In the lower left corner, two cells with green background have candidate lists (small red numbers) identical comprising 2 and 3. Since 2 and 3 must to occur in those two cells, 2 and 3 cannot occur anywhere else in the given column. Thus, we can eliminate them from the candidate lists of the column. Since both cells occur also in the same bottom left 3 x 3 block, we can extend the pruning to the that block. The area of effect is colored with light blue.
There is another pair in top-right right corner: we have 4 and 6 in the same row and the same block. It can be used to prune cells that are colored in light yellow.
The pruning leads to the following outcome. Three further cells have been solved (green background) and the candidate lists in areas of effect have been pruned. As new cells have been resolved, the ”normal” pruning based on the neighboring values would pick up from here, followed by this kind candidate pair pruning, etc. Quite often, or should I say typically, the Sudoku puzzles in the newspapers can be solved with just pruning.
This sort of pruning with pairs elimination (see function eliminatePairs below) involves two phases: finding the pairs and pruning the candidate lists. The function twiceOccurringPairs is given the cells of a row, a column, or a block as a parameter, and it finds pairs of candidates that occur exactly twice. To this end, Scala provides quite elegant tools for manipulating lists.
def twiceOccurringPairs(cells: Traversable[Cell]): Set[Set[Int]] = { cells.filter(_.cands.size == 2). groupBy(_.cands).map(x =>; x._1 ->; x._2.size). filter(_._2 == 2).map(_._1).toSet } def eliminatePairs(cells: Traversable[Cell]): List[Cell] = { twiceOccurringPairs(cells).flatMap { pair => cells.collect { case cell if (cell.value.isEmpty && cell.cands != pair && cell.cands.diff(pair) != cell.cands) => Cell(cell.x, cell.y, cell.cands.diff(pair)) } }.toList }
The elimination boils down to producing a list of cells for which the candidate list has been pruned. Again, the placement of those cells to the board exploits the mutability of the array.
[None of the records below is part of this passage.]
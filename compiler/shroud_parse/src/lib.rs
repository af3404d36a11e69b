//! Recursive descent parser for Python source.
//!
//! # Module Structure
//!
//! - `cursor`: token navigation
//! - `error`: `ParseError` and its kinds
//! - `grammar/stmt`: simple statements and assignment forms
//! - `grammar/compound`: blocks, control flow, definitions, decorators
//! - `grammar/params`: parameter lists for `def` and `lambda`
//! - `grammar/expr`: the precedence chain, atoms, trailers, f-strings
//! - `target`: assignment/deletion target validation

mod cursor;
mod error;
mod grammar;
mod target;

use shroud_ir::{Module, Span, TokenKind, TokenList};

pub use cursor::Cursor;
pub use error::{ParseError, ParseErrorKind};

/// Parse a source file into a module.
#[tracing::instrument(level = "debug", skip_all, fields(len = source.len()))]
pub fn parse(source: &str) -> Result<Module, ParseError> {
    let tokens = shroud_lexer::lex(source)?;
    let module = Parser::new(&tokens).parse_module()?;
    tracing::debug!(statements = module.body.len(), "parsed");
    Ok(module)
}

/// Parser state.
pub struct Parser<'a> {
    cursor: Cursor<'a>,
}

impl<'a> Parser<'a> {
    pub fn new(tokens: &'a TokenList) -> Self {
        Parser {
            cursor: Cursor::new(tokens),
        }
    }

    /// Parse statements until end of input.
    pub fn parse_module(&mut self) -> Result<Module, ParseError> {
        let mut body = Vec::new();
        loop {
            match self.current_kind() {
                TokenKind::Eof => break,
                TokenKind::Newline => {
                    self.advance();
                }
                TokenKind::Indent => {
                    return Err(ParseError::new(
                        ParseErrorKind::UnexpectedIndent,
                        self.current_span(),
                    ));
                }
                _ => self.parse_statement(&mut body)?,
            }
        }
        Ok(Module { body })
    }

    // Cursor delegation

    #[inline]
    pub(crate) fn current_kind(&self) -> &'a TokenKind {
        self.cursor.current_kind()
    }

    #[inline]
    pub(crate) fn current_span(&self) -> Span {
        self.cursor.current_span()
    }

    #[inline]
    pub(crate) fn previous_span(&self) -> Span {
        self.cursor.previous_span()
    }

    #[inline]
    pub(crate) fn peek_kind(&self, n: usize) -> &'a TokenKind {
        self.cursor.peek_kind(n)
    }

    #[inline]
    pub(crate) fn advance(&mut self) -> Span {
        self.cursor.advance().span
    }

    /// Whether the current token is `kind`. Only meaningful for tokens
    /// without payload.
    #[inline]
    pub(crate) fn check(&self, kind: &TokenKind) -> bool {
        self.current_kind() == kind
    }

    /// Consume the current token if it is `kind`.
    pub(crate) fn eat(&mut self, kind: &TokenKind) -> bool {
        if self.check(kind) {
            self.advance();
            true
        } else {
            false
        }
    }

    /// Consume `kind` or fail with "expected `expected`".
    pub(crate) fn expect(
        &mut self,
        kind: &TokenKind,
        expected: &'static str,
    ) -> Result<Span, ParseError> {
        if self.check(kind) {
            Ok(self.advance())
        } else {
            Err(self.unexpected(expected))
        }
    }

    pub(crate) fn expect_name(&mut self) -> Result<(String, Span), ParseError> {
        match self.current_kind() {
            TokenKind::Name(name) => {
                let span = self.advance();
                Ok((name.clone(), span))
            }
            _ => Err(self.unexpected("identifier")),
        }
    }

    #[cold]
    pub(crate) fn unexpected(&self, expected: &'static str) -> ParseError {
        ParseError::unexpected(expected, self.current_kind(), self.current_span())
    }
}

#[cfg(test)]
mod tests;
eliminatePairs(board.col(y)).foreach { cell => board.grid(cell.y)(cell.x) = cell }
Anyway, this pruning works for pairs of identical candidate lists. A similar rule would apply to identical triplets occurring thrice.
The presented pruning improves the efficiency considerably. Each elimination of a candidate pair means avoiding one guess, i.e., it eliminates one branch in the search tree. Using the 100 samples from msk_009 dataset, the pruning cuts the average processing time down to a third — from about 1000 ms to about 300 ms.
The situation is similar with the University of Warwick‘s data set of 95 hard Sudoku puzzles. The list-based solver spent about 51 seconds on the average, while the array-based solver with new pruning spends about 17 seconds on the average (67% improvement). The median time fell from about 5 seconds to 1 second (80% improvement).
The complete source can be found on GitHub.